276: Two Analyses of the Michelson Interferometer

  • Page ID
    141687
  • Screen Shot 2019-02-28 at 5.02.00 PM.png

    Path difference between interferometer arms is δ. Phase accumulated due to path difference: \( exp \left( i \frac{2 \pi \delta}{ \lambda} \right) \)

    S stands for source, D for detector, T for transmitted and R for reflected. The evolution of the photon wave function at various stages is given below.

    \[ S = \frac{1}{ \sqrt{2}} (T + iR)\]

    \[ T = \frac{ exp \left( i \frac{2 \pi \delta}{ \lambda} \right)}{ \sqrt{2}} (iD + S)\]

    \[ R = \frac{1}{ \sqrt{2}} (D + iS)\]

    \[ S = \frac{1}{ \sqrt{2}} (T +iR) |^{substitute,~T = \frac{exp \left( i \frac{2 \pi \delta}{ \lambda}\right)}{ \sqrt{2}} (iD+S)}_{substitute,~R = \frac{1}{ \sqrt{2}} (D + iS)} \rightarrow S = - \frac{S}{2} + \frac{S e^{ \frac{2i \pi \delta}{ \lambda}}}{2} + \frac{D e^{ \frac{2i \pi \delta}{ \lambda}}}{2} + \frac{Di}{2}\]

    The probability the photon will arrive at the detector is the square of the absolute magnitude of the coefficient of D.

    \[ \frac{-1}{2} \left( e^{ \frac{-2 i \pi \delta}{ \lambda}} \right) \frac{1}{2} \left( e^{ \frac{-2 i \pi \delta}{ \lambda}} \right) simplify~ \rightarrow \sin \left( \frac{ \pi \delta}{ \lambda} \right)^2\]

    The same results are now illustrated using a matrix mechanics approach. Horizontal and vertical motion of the photon are represented by vectors. The source emits a horizontal photon, the detector receives a vertical photon. The beam splitter and the phase shift due to path length difference are represented by matrices. A matrix representation for the mirrors is unnecessary because the simply return the photon to the beam splitter.

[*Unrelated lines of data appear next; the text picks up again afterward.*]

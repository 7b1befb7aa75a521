use std::collections::HashSet;
use std::sync::Arc;

use futures::future::join_all;
use tracing::{info, warn};

use super::directory::SavedJobsDirectory;
use super::domain::{
    BulkAction, BulkFailure, BulkOutcome, SavedJob, SavedJobsPage, SavedJobsQuery,
};
use crate::applications::JobId;
use crate::error::ServiceError;

pub struct SavedJobsService<D> {
    directory: Arc<D>,
}

impl<D> SavedJobsService<D>
where
    D: SavedJobsDirectory,
{
    pub fn new(directory: Arc<D>) -> Self {
        Self { directory }
    }

    /// Fetch saved jobs and apply the query's filters and paging locally.
    pub async fn page(&self, query: &SavedJobsQuery) -> Result<SavedJobsPage, ServiceError> {
        let jobs = self.directory.list_saved_jobs().await?;
        Ok(paginate(filter_jobs(jobs, query), query))
    }

    pub async fn count(&self) -> Result<u64, ServiceError> {
        self.directory.saved_jobs_count().await
    }

    pub async fn save(&self, job_id: JobId) -> Result<(), ServiceError> {
        self.directory.save_job(job_id).await
    }

    pub async fn unsave(&self, job_id: JobId) -> Result<(), ServiceError> {
        self.directory.unsave_job(job_id).await
    }

    pub async fn bulk_remove(&self, job_ids: &[JobId]) -> BulkOutcome {
        self.bulk(BulkAction::Remove, job_ids).await
    }

    pub async fn bulk_apply(&self, job_ids: &[JobId]) -> BulkOutcome {
        self.bulk(BulkAction::Apply, job_ids).await
    }

    /// Remove every saved job. Listing failures abort before anything is mutated.
    pub async fn clear_all(&self) -> Result<BulkOutcome, ServiceError> {
        let jobs = self.directory.list_saved_jobs().await?;
        let ids: Vec<JobId> = jobs.iter().map(|job| job.job_post_id).collect();
        Ok(self.bulk_remove(&ids).await)
    }

    /// Attempt the action for every distinct id concurrently. No rollback is attempted when
    /// some ids fail; the outcome reports each id's result in input order.
    async fn bulk(&self, action: BulkAction, job_ids: &[JobId]) -> BulkOutcome {
        let mut seen = HashSet::new();
        let distinct: Vec<JobId> = job_ids
            .iter()
            .copied()
            .filter(|id| seen.insert(*id))
            .collect();
        if distinct.is_empty() {
            return BulkOutcome::empty(action);
        }

        let directory = self.directory.as_ref();
        let results = join_all(distinct.into_iter().map(|job_id| async move {
            let result = match action {
                BulkAction::Remove => directory.unsave_job(job_id).await,
                BulkAction::Apply => directory.apply_to_job(job_id).await,
            };
            (job_id, result)
        }))
        .await;

        let mut outcome = BulkOutcome::empty(action);
        for (job_id, result) in results {
            match result {
                Ok(()) => outcome.succeeded.push(job_id),
                Err(error) => {
                    warn!(job = %job_id, ?action, error = %error, "bulk action failed for job");
                    outcome.failed.push(BulkFailure { job_id, error });
                }
            }
        }
        info!(
            ?action,
            succeeded = outcome.succeeded.len(),
            failed = outcome.failed.len(),
            "bulk action finished"
        );
        outcome
    }
}

fn filter_jobs(jobs: Vec<SavedJob>, query: &SavedJobsQuery) -> Vec<SavedJob> {
    let needle = query
        .search
        .as_deref()
        .map(str::trim)
        .filter(|needle| !needle.is_empty())
        .map(str::to_lowercase);
    let job_type = query
        .job_type
        .as_deref()
        .map(str::trim)
        .filter(|job_type| !job_type.is_empty());

    jobs.into_iter()
        .filter(|job| needle.as_deref().map_or(true, |needle| job.matches_search(needle)))
        .filter(|job| query.remote.map_or(true, |wanted| job.is_remote() == wanted))
        .filter(|job| query.applied.map_or(true, |wanted| job.is_applied == wanted))
        .filter(|job| {
            job_type.map_or(true, |wanted| {
                job.job_type
                    .as_deref()
                    .is_some_and(|actual| actual.eq_ignore_ascii_case(wanted))
            })
        })
        .collect()
}

fn paginate(jobs: Vec<SavedJob>, query: &SavedJobsQuery) -> SavedJobsPage {
    let limit = query.limit.max(1);
    let page = query.page.max(1);
    let total_jobs = jobs.len();
    let total_pages = total_jobs.div_ceil(limit);
    let jobs = jobs
        .into_iter()
        .skip((page - 1).saturating_mul(limit))
        .take(limit)
        .collect();

    SavedJobsPage {
        jobs,
        total_jobs,
        total_pages,
        current_page: page,
        has_next: page.saturating_mul(limit) < total_jobs,
        has_previous: page > 1,
    }
}
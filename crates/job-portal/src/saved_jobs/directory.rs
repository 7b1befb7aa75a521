use async_trait::async_trait;

use super::domain::SavedJob;
use crate::applications::JobId;
use crate::error::ServiceError;

/// Backend port for the job seeker's saved jobs.
#[async_trait]
pub trait SavedJobsDirectory: Send + Sync {
    async fn list_saved_jobs(&self) -> Result<Vec<SavedJob>, ServiceError>;
    async fn saved_jobs_count(&self) -> Result<u64, ServiceError>;
    async fn save_job(&self, job_id: JobId) -> Result<(), ServiceError>;
    async fn unsave_job(&self, job_id: JobId) -> Result<(), ServiceError>;
    async fn apply_to_job(&self, job_id: JobId) -> Result<(), ServiceError>;
}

    Horizontal motion: \( \begin{pmatrix} 1 \\ 0 \end{pmatrix}\)

    Vertical motion: \( \begin{pmatrix} 0 \\ 1 \end{pmatrix}\)

    Beam splitter:

    \[ BS = \begin{pmatrix} \frac{1}{ \sqrt{2}} & \frac{1}{ \sqrt{2}} \\ \frac{1}{ \sqrt{2}} & \frac{1}{ \sqrt{2}} \end{pmatrix}\]

    Phase shift:

    \[ A ( \delta) = \begin{pmatrix} e^{2 i \pi \frac{ \delta}{ \lambda}} & 0 \\ 0 & 1 \end{pmatrix}\]

    Calculate the probability amplitude and probability that the photon will arrive at the detector

    \[ \begin{pmatrix} 0 & 1 \end{pmatrix} BS \begin{pmatrix} e^{2 i \pi \frac{ \delta}{ \lambda}} & 0 \\ 0 & 1 \end{pmatrix} BS \begin{pmatrix} 1 \\ 0 \end{pmatrix} \rightarrow \frac{e^{ \frac{2i \pi \delta}{ \lambda}}}{2} + \frac{1}{2} i\]

    \[ \left( \frac{e^{ \frac{-2i \pi \delta}{ \lambda} (-i)}}{2} + \frac{1}{2} (-i) \right) \left( \frac{e^{ \frac{2i \pi \delta}{ \lambda} (i)}}{2} + \frac{1}{2} i \right) simplify \rightarrow \cos \left( \frac{\pi \delta}{ \lambda}\right)^2\]

    Calculate the probability amplitude and probability that the photon will be returned to the source.

    \[ \begin{pmatrix} 1 & 0 \end{pmatrix} BS \begin{pmatrix} e^{2i \pi \frac{ \delta}{ \lambda}} & 0 \\ 0 & 1 \end{pmatrix} BS \begin{pmatrix} 1 \\ 0 \end{pmatrix} \rightarrow \frac{e ^{ \frac{2 i \pi \delta}{ \lambda}}}{2} - \frac{1}{2}\]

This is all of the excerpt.